[Dataset entries]
//! The list-names endpoint.

use crate::state::AppState;
use axum::extract::State;
use axum::http::header;
use axum::response::{IntoResponse, Response};

pub async fn list_names(State(state): State<AppState>) -> Response {
    let mut body = state.registry().base_names().join("\n");
    body.push('\n');
    ([(header::CONTENT_TYPE, "text/plain")], body).into_response()
}
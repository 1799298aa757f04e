//! The gethash endpoint: expand hash prefixes to full hashes.

use crate::error::{ApiError, ApiResult};
use crate::state::AppState;
use axum::extract::State;
use axum::http::{header, StatusCode};
use axum::response::{IntoResponse, Response};
use bouncer_core::{parse_gethash, GethashResponse};
use bytes::Bytes;

pub async fn gethash(State(state): State<AppState>, body: Bytes) -> ApiResult<Response> {
    let prefixes = parse_gethash(&body).map_err(ApiError::Core)?;

    let found = state.registry().lookup_prefixes(&prefixes);

    let mut matches = Vec::new();
    for (list_name, chunks) in found {
        for (chunk_number, hashes) in chunks {
            matches.push((list_name.clone(), chunk_number, hashes));
        }
    }

    let response = GethashResponse { matches };
    if response.is_empty() {
        return Ok(StatusCode::NO_CONTENT.into_response());
    }
    Ok((
        [(header::CONTENT_TYPE, "application/octet-stream")],
        response.to_bytes(),
    )
        .into_response())
}
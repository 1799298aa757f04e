//! A served list: type semantics layered over a chunk source.

use crate::error::{ApiError, ApiResult};
use bouncer_core::{
    delta, ListClaim, ListConfig, ListPayload, ListType, ListUpdate,
};
use bouncer_source::{ChunkSource, SourceResult};
use bytes::Bytes;
use std::collections::BTreeSet;
use std::time::Duration;

/// One served list instance. Version-qualified siblings are separate `List`
/// values sharing a base name but pointing at different origins.
#[derive(Debug)]
pub struct List {
    name: String,
    list_type: ListType,
    redirect_url: Option<String>,
    not_publishing_deltas: bool,
    source: ChunkSource,
}

impl List {
    /// Build a list over the given origin URL. `name` may be the base name or
    /// a version-qualified variant; the rest of the settings come from the
    /// list's configuration.
    pub fn new(
        name: String,
        source_url: &str,
        config: &ListConfig,
        default_interval: Duration,
    ) -> SourceResult<Self> {
        let interval = config
            .refresh_check_interval_secs
            .map_or(default_interval, Duration::from_secs);
        Ok(Self {
            name,
            list_type: config.list_type,
            redirect_url: config.redirect_url.clone(),
            not_publishing_deltas: config.not_publishing_deltas,
            source: ChunkSource::new(source_url, interval, config.list_type.allowed_hash_sizes())?,
        })
    }

    pub fn name(&self) -> &str {
        &self.name
    }

    pub fn list_type(&self) -> ListType {
        self.list_type
    }

    /// Refresh the underlying source. Used to warm a freshly built registry.
    pub async fn refresh(&self) -> SourceResult<()> {
        self.source.refresh().await
    }

    /// Compute this list's update section for one client claim.
    ///
    /// `public_name` is the name the client used (and will recognize in `i:`
    /// and redirect lines); for a version-qualified list it is the base name.
    /// Returns `None` when the client is already current.
    pub async fn build_update(
        &self,
        public_name: &str,
        claim: &ListClaim,
    ) -> ApiResult<Option<ListUpdate>> {
        let (current_adds, current_subs) = self.source.list_chunks().await?;

        let missing_adds = delta(&current_adds, &claim.adds);
        let missing_subs = delta(&current_subs, &claim.subs);

        // For a list that never publishes sub chunks, tell the client which
        // of its claimed chunks the server no longer carries.
        let (stale_adds, stale_subs) = if self.not_publishing_deltas {
            (delta(&claim.adds, &current_adds), delta(&claim.subs, &current_subs))
        } else {
            (Vec::new(), Vec::new())
        };

        if missing_adds.is_empty()
            && missing_subs.is_empty()
            && stale_adds.is_empty()
            && stale_subs.is_empty()
        {
            return Ok(None);
        }

        let payload = if self.list_type.serves_inline() {
            let adds: BTreeSet<u32> = missing_adds.iter().copied().collect();
            let subs: BTreeSet<u32> = missing_subs.iter().copied().collect();
            let (add_chunks, sub_chunks) = self.source.fetch(&adds, &subs).await?;
            ListPayload::Inline {
                adds: add_chunks,
                subs: sub_chunks,
            }
        } else {
            let base_url = self.redirect_url.clone().ok_or_else(|| {
                ApiError::Internal(format!("list \"{}\" has no redirect URL", self.name))
            })?;
            let mut chunk_numbers = missing_adds.clone();
            chunk_numbers.extend(&missing_subs);
            ListPayload::Redirect {
                base_url,
                chunk_numbers,
            }
        };

        Ok(Some(ListUpdate {
            name: public_name.to_string(),
            stale_adds,
            stale_subs,
            payload,
        }))
    }

    /// Full hashes starting with `prefix`, per chunk. Prefixes of the wrong
    /// size for this list type cannot match anything and return nothing.
    pub fn find_prefix(&self, prefix: &[u8]) -> Vec<(u32, Vec<Bytes>)> {
        if prefix.len() != self.list_type.prefix_size() {
            return Vec::new();
        }
        self.source.find_prefix(prefix)
    }
}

Task description: Retype the data in full, and keep every line identical to the original.

Task answer:
//! The list-names endpoint.

use crate::state::AppState;
use axum::extract::State;
use axum::http::header;
use axum::response::{IntoResponse, Response};

pub async fn list_names(State(state): State<AppState>) -> Response {
    let mut body = state.registry().base_names().join("\n");
    body.push('\n');
    ([(header::CONTENT_TYPE, "text/plain")], body).into_response()
}
repository 1799298aa757f04e
//! The gethash endpoint: expand hash prefixes to full hashes.

use crate::error::{ApiError, ApiResult};
use crate::state::AppState;
use axum::extract::State;
use axum::http::{header, StatusCode};
use axum::response::{IntoResponse, Response};
use bouncer_core::{parse_gethash, GethashResponse};
use bytes::Bytes;

pub async fn gethash(State(state): State<AppState>, body: Bytes) -> ApiResult<Response> {
    let prefixes = parse_gethash(&body).map_err(ApiError::Core)?;

    let found = state.registry().lookup_prefixes(&prefixes);

    let mut matches = Vec::new();
    for (list_name, chunks) in found {
        for (chunk_number, hashes) in chunks {
            matches.push((list_name.clone(), chunk_number, hashes));
        }
    }

    let response = GethashResponse { matches };
    if response.is_empty() {
        return Ok(StatusCode::NO_CONTENT.into_response());
    }
    Ok((
        [(header::CONTENT_TYPE, "application/octet-stream")],
        response.to_bytes(),
    )
        .into_response())
}
repository 1799298aa757f04e
//! A served list: type semantics layered over a chunk source.

use crate::error::{ApiError, ApiResult};
use bouncer_core::{
    delta, ListClaim, ListConfig, ListPayload, ListType, ListUpdate,
};
use bouncer_source::{ChunkSource, SourceResult};
use bytes::Bytes;
use std::collections::BTreeSet;
use std::time::Duration;

/// One served list instance. Version-qualified siblings are separate `List`
/// values sharing a base name but pointing at different origins.
#[derive(Debug)]
pub struct List {
    name: String,
    list_type: ListType,
    redirect_url: Option<String>,
    not_publishing_deltas: bool,
    source: ChunkSource,
}

impl List {
    /// Build a list over the given origin URL. `name` may be the base name or
    /// a version-qualified variant; the rest of the settings come from the
    /// list's configuration.
    pub fn new(
        name: String,
        source_url: &str,
        config: &ListConfig,
        default_interval: Duration,
    ) -> SourceResult<Self> {
        let interval = config
            .refresh_check_interval_secs
            .map_or(default_interval, Duration::from_secs);
        Ok(Self {
            name,
            list_type: config.list_type,
            redirect_url: config.redirect_url.clone(),
            not_publishing_deltas: config.not_publishing_deltas,
            source: ChunkSource::new(source_url, interval, config.list_type.allowed_hash_sizes())?,
        })
    }

    pub fn name(&self) -> &str {
        &self.name
    }

    pub fn list_type(&self) -> ListType {
        self.list_type
    }

    /// Refresh the underlying source. Used to warm a freshly built registry.
    pub async fn refresh(&self) -> SourceResult<()> {
        self.source.refresh().await
    }

    /// Compute this list's update section for one client claim.
    ///
    /// `public_name` is the name the client used (and will recognize in `i:`
    /// and redirect lines); for a version-qualified list it is the base name.
    /// Returns `None` when the client is already current.
    pub async fn build_update(
        &self,
        public_name: &str,
        claim: &ListClaim,
    ) -> ApiResult<Option<ListUpdate>> {
        let (current_adds, current_subs) = self.source.list_chunks().await?;

        let missing_adds = delta(&current_adds, &claim.adds);
        let missing_subs = delta(&current_subs, &claim.subs);

        // For a list that never publishes sub chunks, tell the client which
        // of its claimed chunks the server no longer carries.
        let (stale_adds, stale_subs) = if self.not_publishing_deltas {
            (delta(&claim.adds, &current_adds), delta(&claim.subs, &current_subs))
        } else {
            (Vec::new(), Vec::new())
        };

        if missing_adds.is_empty()
            && missing_subs.is_empty()
            && stale_adds.is_empty()
            && stale_subs.is_empty()
        {
            return Ok(None);
        }

        let payload = if self.list_type.serves_inline() {
            let adds: BTreeSet<u32> = missing_adds.iter().copied().collect();
            let subs: BTreeSet<u32> = missing_subs.iter().copied().collect();
            let (add_chunks, sub_chunks) = self.source.fetch(&adds, &subs).await?;
            ListPayload::Inline {
                adds: add_chunks,
                subs: sub_chunks,
            }
        } else {
            let base_url = self.redirect_url.clone().ok_or_else(|| {
                ApiError::Internal(format!("list \"{}\" has no redirect URL", self.name))
            })?;
            let mut chunk_numbers = missing_adds.clone();
            chunk_numbers.extend(&missing_subs);
            ListPayload::Redirect {
                base_url,
                chunk_numbers,
            }
        };

        Ok(Some(ListUpdate {
            name: public_name.to_string(),
            stale_adds,
            stale_subs,
            payload,
        }))
    }

    /// Full hashes starting with `prefix`, per chunk. Prefixes of the wrong
    /// size for this list type cannot match anything and return nothing.
    pub fn find_prefix(&self, prefix: &[u8]) -> Vec<(u32, Vec<Bytes>)> {
        if prefix.len() != self.list_type.prefix_size() {
            return Vec::new();
        }
        self.source.find_prefix(prefix)
    }
}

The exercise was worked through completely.